The picture you posted is a floor drain, which is a similar trap to the one that should be under your shower. The floor drain pictured has a black cleanout cap and a semi-horizontal cleanout channel, and shower drains don't have that.

If you've isolated the poo smell to the shower drain, that's step one. 

If you look down into the pipe you should see water sitting there. The purpose of the trap is to hold enough water to prevent sewer gas from coming up into the room. 

If you're getting sewer gas, your trap is either partially dried out or is not functioning correctly. Sewer gas is not indicative of a clog. Liquid plumber isn't going to fix this.

If you haven't used the shower yet the trap is probably partially evaporated...Problem cured. Just add water.
Does water run down the drain the way that it should? If so, the trap may be plumbed improperly. There are a couple scenarios that could cause the trap to drain just a little too much water out of its bend. You need a plumber in order to fix that.


----------



## majorchamp

Actually, we have not run the shower yet...but we assumed there was a clog so we chose not to.

I will run it in the morning , which should also clear out the liquid plumber.

Thing is...the house was being lived in prior to us moving in...so I can't quite figure out why the smell would be present so quickly in terms of the house "handoff and posession".

I will run the water and see if it fixes it.

Thanks


----------



## Termite

Bear in mind that the entire trap doesn't have to be evaporated to let sewer gas by. If the level drops 1/8" too low, gas is going to get by. 

Another possibility I didn't ask about...

Do you ever get gurgling sounds from the shower when you run the tub drain, the sink drain, or flush the toilet? If the vent pipe for the bathroom fixtures is plugged (leaves, dead squirrel, etc), non-existent, or improperly piped, the other fixtures might be using the shower drain as their vent. That could suck a little water out of the trap.


----------



## majorchamp

I will have to check that. 

I have given my son a bath in the guest bathtub, but didn't think to go check for gurgling anywhere.

However, we recently got hooked up with a new washer/dryer...and when I ran the washer which is upstairs, I heard bubbling coming from the downstairs toilet. Last only about 1 minute, but it sounded as if someone was blowing bubbles in the downstairs toilet.


----------



## majorchamp

Also, if I run the shower, will that liquid plumber I added get diluted and washed away?


----------



## Termite

Yes, the liquid plumber will wash away.

For future reference, liquid drain cleaner is a joke. Don't waste your money. If you have old cast iron pipes, chemical drain cleaners aren't a great idea. You can't beat a good old drain snake.

The gurgling you heard is the washer machine drain trying to vent itself to allow the water down the drain. Imagine filling a drinking straw with water and keeping your finger on the end. With the end plugged, or not vented, little or no water gets out. When you remove the finger you vent it and everything flows. Water must be displaced with air. If your home is new, you should contact your builder because the laundry was not vented properly. If it is old, there's no telling what you've got. There are options for venting that a plumber can do for you without tearing half your house down though (unless you're an ambitious DIYer it might be a lot to tackle for you).


----------



## majorchamp

I talked to a plumber on the phone, and he said the problem might not be a clog or anything, but either the vent pipe is blocked, or the sewage line outside has a clog. He said the bubbling I heard in the downstairs toilet might be because of the clogged sewage pipe.

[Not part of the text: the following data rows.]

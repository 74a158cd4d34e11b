use thiserror::Error;

/// 表單行內顯示的電話錯誤（提交時）
pub const PHONE_SUBMIT_MESSAGE: &str = "Please enter a valid Indian phone number (10 digits)";

/// 傳輸失敗時顯示的通用橫幅
pub const SUBMISSION_FAILED_BANNER: &str =
    "Sorry, there was an error sending your message. Please try again or call us directly.";

#[derive(Error, Debug)]
pub enum HomecareError {
    #[error("Invalid phone number: '{value}'")]
    InvalidPhone { value: String },

    #[error("Invalid email address: '{value}'")]
    InvalidEmail { value: String },

    #[error("Missing required field: {field}")]
    MissingField { field: String },

    #[error("Unknown option for {field}: '{value}'")]
    UnknownOption { field: String, value: String },

    #[error("A submission is already in progress")]
    SubmissionInFlight,

    #[error("Submission endpoint responded with HTTP {status}")]
    EndpointRejected { status: u16 },

    #[error("API request failed: {0}")]
    ApiError(#[from] reqwest::Error),

    #[error("Submission task failed: {message}")]
    TaskError { message: String },

    #[error("IO error: {0}")]
    IoError(#[from] std::io::Error),

    #[error("Configuration error: {message}")]
    ConfigError { message: String },

    #[error("Configuration validation failed for {field}: {message}")]
    ConfigValidationError { field: String, message: String },

    #[error("Invalid value '{value}' for {field}: {reason}")]
    InvalidConfigValueError {
        field: String,
        value: String,
        reason: String,
    },
}

#[derive(Debug, Clone, Copy, PartialEq, Eq)]
pub enum ErrorCategory {
    Validation,
    Submission,
    Transport,
    Configuration,
    System,
}

#[derive(Debug, Clone, Copy, PartialEq, Eq, PartialOrd, Ord)]
pub enum ErrorSeverity {
    Low,
    Medium,
    High,
    Critical,
}

impl HomecareError {
    pub fn category(&self) -> ErrorCategory {
        match self {
            Self::InvalidPhone { .. }
            | Self::InvalidEmail { .. }
            | Self::MissingField { .. }
            | Self::UnknownOption { .. } => ErrorCategory::Validation,
            Self::SubmissionInFlight => ErrorCategory::Submission,
            Self::EndpointRejected { .. } | Self::ApiError(_) => ErrorCategory::Transport,
            Self::ConfigError { .. }
            | Self::ConfigValidationError { .. }
            | Self::InvalidConfigValueError { .. } => ErrorCategory::Configuration,
            Self::TaskError { .. } | Self::IoError(_) => ErrorCategory::System,
        }
    }

    pub fn severity(&self) -> ErrorSeverity {
        match self.category() {
            ErrorCategory::Submission => ErrorSeverity::Low,
            ErrorCategory::Validation | ErrorCategory::Transport => ErrorSeverity::Medium,
            ErrorCategory::Configuration => ErrorSeverity::High,
            ErrorCategory::System => ErrorSeverity::Critical,
        }
    }

    /// 傳輸或端點錯誤（兩者對使用者不作區分）
    pub fn is_transport(&self) -> bool {
        self.category() == ErrorCategory::Transport
    }

    pub fn user_friendly_message(&self) -> String {
        match self {
            Self::InvalidPhone { .. } => PHONE_SUBMIT_MESSAGE.to_string(),
            Self::InvalidEmail { .. } => "Please enter a valid email address".to_string(),
            Self::MissingField { field } => format!("Please fill in the {} field", field),
            Self::UnknownOption { field, .. } => format!("Please select a valid {}", field),
            Self::SubmissionInFlight => "Your message is already being sent".to_string(),
            Self::EndpointRejected { .. } | Self::ApiError(_) => {
                SUBMISSION_FAILED_BANNER.to_string()
            }
            Self::ConfigError { .. }
            | Self::ConfigValidationError { .. }
            | Self::InvalidConfigValueError { .. } => format!("Configuration problem: {}", self),
            Self::TaskError { .. } | Self::IoError(_) => format!("Unexpected error: {}", self),
        }
    }

    pub fn recovery_suggestion(&self) -> &'static str {
        match self.category() {
            ErrorCategory::Validation => "Correct the highlighted field and submit again",
            ErrorCategory::Submission => "Wait for the current submission to finish",
            ErrorCategory::Transport => {
                "Check your connection and resubmit, or call 9593388865 directly"
            }
            ErrorCategory::Configuration => "Check the configuration file and command-line flags",
            ErrorCategory::System => "Retry the command; report the issue if it persists",
        }
    }
}

pub type Result<T> = std::result::Result<T, HomecareError>;
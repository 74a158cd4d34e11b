use crate::domain::ports::{
    ConfigProvider, DEFAULT_REQUEST_TIMEOUT, DEFAULT_STATUS_RESET_DELAY,
    DEFAULT_SUBMISSION_ENDPOINT,
};
use crate::utils::error::{HomecareError, Result};
use crate::utils::validation::{validate_positive_number, validate_range, validate_url, Validate};
use regex::Regex;
use serde::{Deserialize, Serialize};
use std::path::Path;
use std::sync::LazyLock;
use std::time::Duration;

static ENV_VAR_RE: LazyLock<Regex> =
    LazyLock::new(|| Regex::new(r"\$\{([^}]+)\}").expect("valid env var pattern"));

#[derive(Debug, Clone, Default, PartialEq, Serialize, Deserialize)]
#[serde(default)]
pub struct TomlConfig {
    pub submission: SubmissionConfig,
    pub logging: LoggingConfig,
}

#[derive(Debug, Clone, PartialEq, Serialize, Deserialize)]
#[serde(default)]
pub struct SubmissionConfig {
    pub endpoint: String,
    pub request_timeout_seconds: u64,
    pub reset_delay_ms: u64,
}

impl Default for SubmissionConfig {
    fn default() -> Self {
        Self {
            endpoint: DEFAULT_SUBMISSION_ENDPOINT.to_string(),
            request_timeout_seconds: DEFAULT_REQUEST_TIMEOUT.as_secs(),
            reset_delay_ms: DEFAULT_STATUS_RESET_DELAY.as_millis() as u64,
        }
    }
}

#[derive(Debug, Clone, Default, PartialEq, Serialize, Deserialize)]
#[serde(default)]
pub struct LoggingConfig {
    pub verbose: bool,
    pub json: bool,
}

impl TomlConfig {
    /// 從 TOML 檔案載入配置
    pub fn from_file<P: AsRef<Path>>(path: P) -> Result<Self> {
        let content = std::fs::read_to_string(&path).map_err(HomecareError::IoError)?;
        Self::from_toml_str(&content)
    }

    /// 從 TOML 字串解析配置
    pub fn from_toml_str(content: &str) -> Result<Self> {
        let processed_content = Self::substitute_env_vars(content);

        toml::from_str(&processed_content).map_err(|e| HomecareError::ConfigValidationError {
            field: "toml_parsing".to_string(),
            message: format!("TOML parsing error: {}", e),
        })
    }

    /// 替換環境變數 (例如 ${SUBMISSION_ENDPOINT})；未設定者保持原樣
    fn substitute_env_vars(content: &str) -> String {
        ENV_VAR_RE
            .replace_all(content, |caps: &regex::Captures| {
                let var_name = &caps[1];
                std::env::var(var_name).unwrap_or_else(|_| format!("${{{}}}", var_name))
            })
            .into_owned()
    }

    pub fn validate_config(&self) -> Result<()> {
        validate_url("submission.endpoint", &self.submission.endpoint)?;
        validate_positive_number(
            "submission.request_timeout_seconds",
            self.submission.request_timeout_seconds,
            1,
        )?;
        validate_range("submission.reset_delay_ms", self.submission.reset_delay_ms, 1, 600_000)?;
        Ok(())
    }
}

impl ConfigProvider for TomlConfig {
    fn submission_endpoint(&self) -> &str {
        &self.submission.endpoint
    }

    fn request_timeout(&self) -> Duration {
        Duration::from_secs(self.submission.request_timeout_seconds)
    }

    fn status_reset_delay(&self) -> Duration {
        Duration::from_millis(self.submission.reset_delay_ms)
    }
}

impl Validate for TomlConfig {
    fn validate(&self) -> Result<()> {
        self.validate_config()
    }
}
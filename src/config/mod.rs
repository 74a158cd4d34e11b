#[cfg(feature = "cli")]
pub mod cli;
pub mod toml_config;

#[cfg(feature = "cli")]
pub use cli::{CliConfig, Command, SubmitArgs};
pub use toml_config::TomlConfig;
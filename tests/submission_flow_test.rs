use httpmock::prelude::*;
use seecure_homecare::{
    ContactForm, FormField, FormVariant, HomecareError, HttpSubmitter, SubmissionStatus,
};
use std::time::{Duration, Instant};

const SHORT_RESET: Duration = Duration::from_millis(300);

fn submitter(url: String) -> HttpSubmitter {
    HttpSubmitter::new(url, Duration::from_secs(5)).unwrap()
}

fn fill_single(form: &ContactForm<HttpSubmitter>) {
    form.set_field(FormField::Name, "Sourav Ghosh");
    form.set_field(FormField::Email, "sourav@example.com");
    form.set_field(FormField::Phone, "+91 9830012345");
    form.set_field(FormField::Service, "cbg-analysis");
    form.set_field(FormField::ServiceArea, "Kestopur");
    form.set_field(FormField::Message, "Diabetic father, weekly CBG check");
}

async fn wait_for_idle(form: &ContactForm<HttpSubmitter>, limit: Duration) {
    let mut rx = form.subscribe();
    tokio::time::timeout(limit, rx.wait_for(|s| *s == SubmissionStatus::Idle))
        .await
        .expect("status did not return to idle in time")
        .expect("form state dropped");
}

#[tokio::test]
async fn test_success_clears_fields_then_returns_to_idle() {
    let server = MockServer::start();
    let api_mock = server.mock(|when, then| {
        when.method(POST)
            .path("/f/meokkgzb")
            .header("content-type", "application/json")
            .json_body(serde_json::json!({
                "name": "Sourav Ghosh",
                "email": "sourav@example.com",
                "phone": "+91 9830012345",
                "service": "cbg-analysis",
                "serviceArea": "Kestopur",
                "message": "Diabetic father, weekly CBG check"
            }));
        then.status(200)
            .header("Content-Type", "application/json")
            .json_body(serde_json::json!({"next": "/thanks", "ok": true}));
    });

    let form = ContactForm::with_reset_delay(
        FormVariant::SingleName,
        submitter(server.url("/f/meokkgzb")),
        SHORT_RESET,
    );
    fill_single(&form);

    form.submit().await.unwrap();

    api_mock.assert();
    assert_eq!(form.status(), SubmissionStatus::Success);
    assert!(form.fields().is_empty());
    assert!(form.phone_error().is_none());

    wait_for_idle(&form, Duration::from_secs(3)).await;
    assert_eq!(form.status(), SubmissionStatus::Idle);
    assert!(form.fields().is_empty());
}

#[tokio::test]
async fn test_server_error_keeps_fields_for_retry() {
    let server = MockServer::start();
    let api_mock = server.mock(|when, then| {
        when.method(POST).path("/f/meokkgzb");
        then.status(500);
    });

    let form = ContactForm::with_reset_delay(
        FormVariant::SingleName,
        submitter(server.url("/f/meokkgzb")),
        SHORT_RESET,
    );
    fill_single(&form);
    let before = form.fields();

    let err = form.submit().await.unwrap_err();

    api_mock.assert();
    assert!(matches!(err, HomecareError::EndpointRejected { status: 500 }));
    assert_eq!(form.status(), SubmissionStatus::Error);
    assert_eq!(form.fields(), before);

    wait_for_idle(&form, Duration::from_secs(3)).await;
    assert_eq!(form.fields(), before);
}

#[tokio::test]
async fn test_offline_endpoint_is_reported_like_server_error() {
    // 無人監聽的埠，模擬離線
    let form = ContactForm::with_reset_delay(
        FormVariant::SingleName,
        submitter("http://127.0.0.1:9/f/meokkgzb".to_string()),
        SHORT_RESET,
    );
    fill_single(&form);

    let err = form.submit().await.unwrap_err();

    assert!(err.is_transport());
    assert_eq!(form.status(), SubmissionStatus::Error);
    assert_eq!(form.field(FormField::Name), "Sourav Ghosh");
    assert_eq!(
        SubmissionStatus::Error.banner(),
        Some(err.user_friendly_message().as_str())
    );
}

#[tokio::test]
async fn test_invalid_phone_issues_no_request() {
    let server = MockServer::start();
    let api_mock = server.mock(|when, then| {
        when.method(POST).path("/f/meokkgzb");
        then.status(200);
    });

    let form = ContactForm::new(FormVariant::SingleName, submitter(server.url("/f/meokkgzb")));
    fill_single(&form);
    form.set_field(FormField::Phone, "12345 67890");

    let err = form.submit().await.unwrap_err();

    api_mock.assert_hits(0);
    assert!(matches!(err, HomecareError::InvalidPhone { .. }));
    assert!(!form.phone_error().unwrap_or_default().is_empty());
    assert_eq!(form.status(), SubmissionStatus::Idle);
}

#[tokio::test]
async fn test_split_name_form_sends_combined_name() {
    let server = MockServer::start();
    let api_mock = server.mock(|when, then| {
        when.method(POST).path("/f/meokkgzb").json_body(serde_json::json!({
            "name": "Priya Banerjee",
            "firstName": "Priya",
            "lastName": "Banerjee",
            "email": "priya@example.com",
            "phone": "6295328031",
            "service": "other",
            "serviceArea": "other",
            "message": "We live in Dum Dum, can you come?"
        }));
        then.status(201);
    });

    let form = ContactForm::with_reset_delay(
        FormVariant::SplitName,
        submitter(server.url("/f/meokkgzb")),
        SHORT_RESET,
    );
    form.set_field(FormField::FirstName, "Priya");
    form.set_field(FormField::LastName, "Banerjee");
    form.set_field(FormField::Email, "priya@example.com");
    form.set_field(FormField::Phone, "6295328031");
    form.set_field(FormField::Service, "other");
    form.set_field(FormField::ServiceArea, "other");
    form.set_field(FormField::Message, "We live in Dum Dum, can you come?");

    form.submit().await.unwrap();

    api_mock.assert();
    assert_eq!(form.status(), SubmissionStatus::Success);
    assert!(form.fields().is_empty());
}

#[tokio::test]
async fn test_default_reset_delay_is_five_seconds() {
    let server = MockServer::start();
    let api_mock = server.mock(|when, then| {
        when.method(POST).path("/f/meokkgzb");
        then.status(200);
    });

    let form = ContactForm::new(FormVariant::SingleName, submitter(server.url("/f/meokkgzb")));
    fill_single(&form);

    form.submit().await.unwrap();
    let settled = Instant::now();
    api_mock.assert();

    tokio::time::sleep(Duration::from_millis(4500)).await;
    assert_eq!(form.status(), SubmissionStatus::Success);

    wait_for_idle(&form, Duration::from_secs(2)).await;
    assert!(settled.elapsed() >= Duration::from_millis(4900));
}
use chrono::{DateTime, Utc};
use common::{ConsumptionId, MealId, UserId};
use thiserror::Error;

/// Errors that can occur when reading or writing the ledger.
#[derive(Debug, Error)]
pub enum LedgerError {
    /// No consumption record with this ID (within the requested meal, if scoped).
    #[error("Consumption not found: {0}")]
    ConsumptionNotFound(ConsumptionId),

    /// The meal does not exist.
    #[error("Meal not found: {0}")]
    MealNotFound(MealId),

    /// The user consumed nothing linked to inventory within the range.
    #[error("No consumption for user {user_id} between {start} and {end}")]
    NoConsumptionInRange {
        user_id: UserId,
        start: DateTime<Utc>,
        end: DateTime<Utc>,
    },

    /// A record with this ID already exists.
    #[error("Consumption already exists: {0}")]
    DuplicateId(ConsumptionId),

    /// The backing store refused the operation.
    #[error("Storage unavailable: {0}")]
    Unavailable(String),

    /// A database error occurred.
    #[error("Database error: {0}")]
    Database(#[from] sqlx::Error),

    /// A database migration error occurred.
    #[error("Migration error: {0}")]
    Migration(#[from] sqlx::migrate::MigrateError),
}

impl LedgerError {
    /// True for every "nothing there" outcome, which callers report as missing
    /// data rather than as an internal failure.
    pub fn is_not_found(&self) -> bool {
        matches!(
            self,
            LedgerError::ConsumptionNotFound(_)
                | LedgerError::MealNotFound(_)
                | LedgerError::NoConsumptionInRange { .. }
        )
    }
}

/// Result type for ledger operations.
pub type Result<T> = std::result::Result<T, LedgerError>;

So he said to contact a sewage/septic expert versus a plumber first so they can check those lines.

I realize this this a DIY forum, and I would throw myself into the beginner category when it comes to home repairs...but some things I don't feel like tackling myself...especially with a newly purchased home, 2 1/2 year old, 2 month old, etc...  time is not on my side.

Regarding the age of the home, it has 1 previous owner and is 4 years old. No clue if the previous owner experienced these same problems and just chose not to disclose it, or if its a coincidence with us moving in a week ago.


----------



## micromind

If the house has sat empty for more than a couple of months, I'd bet the trap is partially dry, as stated above. Once you run water in it, the problem will likely be solved. 

Rob


----------



## majorchamp

It was empty for only a couple of days.

Also, I ran the water and it helps pretty quickly, but I have noticed the smell comes back a little while later.

My guess is the vent pipe is blocked and other sources in the house are removing that water or something...or the sewer pipe on the outside is blocked. I will be calling the sewage company tomorrow.


----------



## Termite

A blocked vent, maybe.

A blocked sewer, doubtful. A blocked sewer still shouldn't put sewer gas in your home. A blocked sewer would put sewage in your home, your drains wouldn't drain, and your fixtures would overflow.


----------



## joasis

My money says you have an obstruction in a vent. The trap on the shower is the first fixture to compensate for the lack of venting. 

Surprising you didn't notice it when you look at the home, or the HO's knew it and ran the shower before showing the home. I have seen stuff like this before. Unless you feel comfortable being on the roof and snaking the vents, you might be advised to call a plumber....one other thing you can do to confirm this is plunge one of your fixtures while someone "listens" to see if you can create the gurgling sound.


----------



## majorchamp

Plunge a toilet you mean, and have someone listen up by the shower drain?


----------



## majorchamp

Ok, just an update.

Had a roto-rooter guy come out. They had a free analysis, so I didn't pay for anything.

He didn't believe it was sewage gas I was smelling, which hasn't been as strong as it was a week ago, which might be tied to us running the shower multiple times, but also using water throughout the house.

He did notice in the shower drain between the water level and the top of the drain some black stuff, which he attributed to mostly decaying hair, sweat, skin cells, etc... that you could accumulate over years of use. He believed that was contributing to the odor in the bathroom.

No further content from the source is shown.